--- RECORDS FOR THIS TASK Enclosed Below ---

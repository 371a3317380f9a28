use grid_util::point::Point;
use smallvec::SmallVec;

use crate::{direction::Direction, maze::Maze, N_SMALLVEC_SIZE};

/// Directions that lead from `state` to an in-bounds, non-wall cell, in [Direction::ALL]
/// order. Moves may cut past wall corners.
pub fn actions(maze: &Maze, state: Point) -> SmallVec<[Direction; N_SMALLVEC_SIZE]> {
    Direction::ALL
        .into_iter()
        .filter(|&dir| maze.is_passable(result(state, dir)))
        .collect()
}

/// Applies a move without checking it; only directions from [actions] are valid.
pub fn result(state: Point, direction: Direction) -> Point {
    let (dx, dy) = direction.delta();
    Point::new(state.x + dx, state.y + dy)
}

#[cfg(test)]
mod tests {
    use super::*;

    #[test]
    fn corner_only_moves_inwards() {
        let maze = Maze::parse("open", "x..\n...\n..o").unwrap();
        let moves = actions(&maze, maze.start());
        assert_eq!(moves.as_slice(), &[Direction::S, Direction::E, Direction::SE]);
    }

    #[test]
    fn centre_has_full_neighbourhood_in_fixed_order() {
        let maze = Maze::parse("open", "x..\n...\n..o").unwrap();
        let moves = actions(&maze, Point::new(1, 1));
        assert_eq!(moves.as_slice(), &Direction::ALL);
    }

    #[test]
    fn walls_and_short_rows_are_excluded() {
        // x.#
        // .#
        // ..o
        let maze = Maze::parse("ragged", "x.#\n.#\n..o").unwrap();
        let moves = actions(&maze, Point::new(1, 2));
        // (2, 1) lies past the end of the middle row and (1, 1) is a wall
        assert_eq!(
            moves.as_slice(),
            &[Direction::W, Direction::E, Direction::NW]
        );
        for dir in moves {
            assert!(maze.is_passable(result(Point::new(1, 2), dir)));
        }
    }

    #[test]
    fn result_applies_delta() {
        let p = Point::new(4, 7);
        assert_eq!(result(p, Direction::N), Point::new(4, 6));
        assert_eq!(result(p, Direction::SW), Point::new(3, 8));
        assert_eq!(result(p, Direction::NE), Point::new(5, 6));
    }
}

--- End of Enclosed RECORDS FOR THIS TASK ---
--- RECORDS FOR THIS TASK Enclosed Below ---

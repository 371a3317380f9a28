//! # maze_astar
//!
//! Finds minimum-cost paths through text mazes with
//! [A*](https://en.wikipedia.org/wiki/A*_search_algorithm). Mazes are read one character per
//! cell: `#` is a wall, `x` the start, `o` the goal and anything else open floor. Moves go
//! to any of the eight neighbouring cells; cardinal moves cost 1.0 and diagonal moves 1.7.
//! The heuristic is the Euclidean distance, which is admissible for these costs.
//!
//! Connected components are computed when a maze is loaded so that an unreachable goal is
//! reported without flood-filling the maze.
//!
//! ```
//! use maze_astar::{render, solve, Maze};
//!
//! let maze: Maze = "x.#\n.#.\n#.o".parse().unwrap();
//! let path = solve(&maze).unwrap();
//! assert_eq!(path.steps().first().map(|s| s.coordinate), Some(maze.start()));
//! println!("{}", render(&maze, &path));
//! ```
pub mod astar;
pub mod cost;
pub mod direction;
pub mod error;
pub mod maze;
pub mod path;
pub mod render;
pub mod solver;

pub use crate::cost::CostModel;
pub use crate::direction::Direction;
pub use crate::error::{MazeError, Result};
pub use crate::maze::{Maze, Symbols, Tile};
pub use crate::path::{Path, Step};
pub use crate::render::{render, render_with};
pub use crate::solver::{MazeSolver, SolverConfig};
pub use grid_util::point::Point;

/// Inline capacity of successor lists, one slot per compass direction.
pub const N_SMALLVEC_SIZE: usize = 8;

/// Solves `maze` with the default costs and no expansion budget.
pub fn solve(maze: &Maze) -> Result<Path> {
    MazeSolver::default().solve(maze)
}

--- End of Enclosed RECORDS FOR THIS TASK ---

- TASK TO CARRY OUT -
The number of lines in the entries holding the word "unwrap" is what is needed. Supply that number only.

- TASK SOLUTION -
5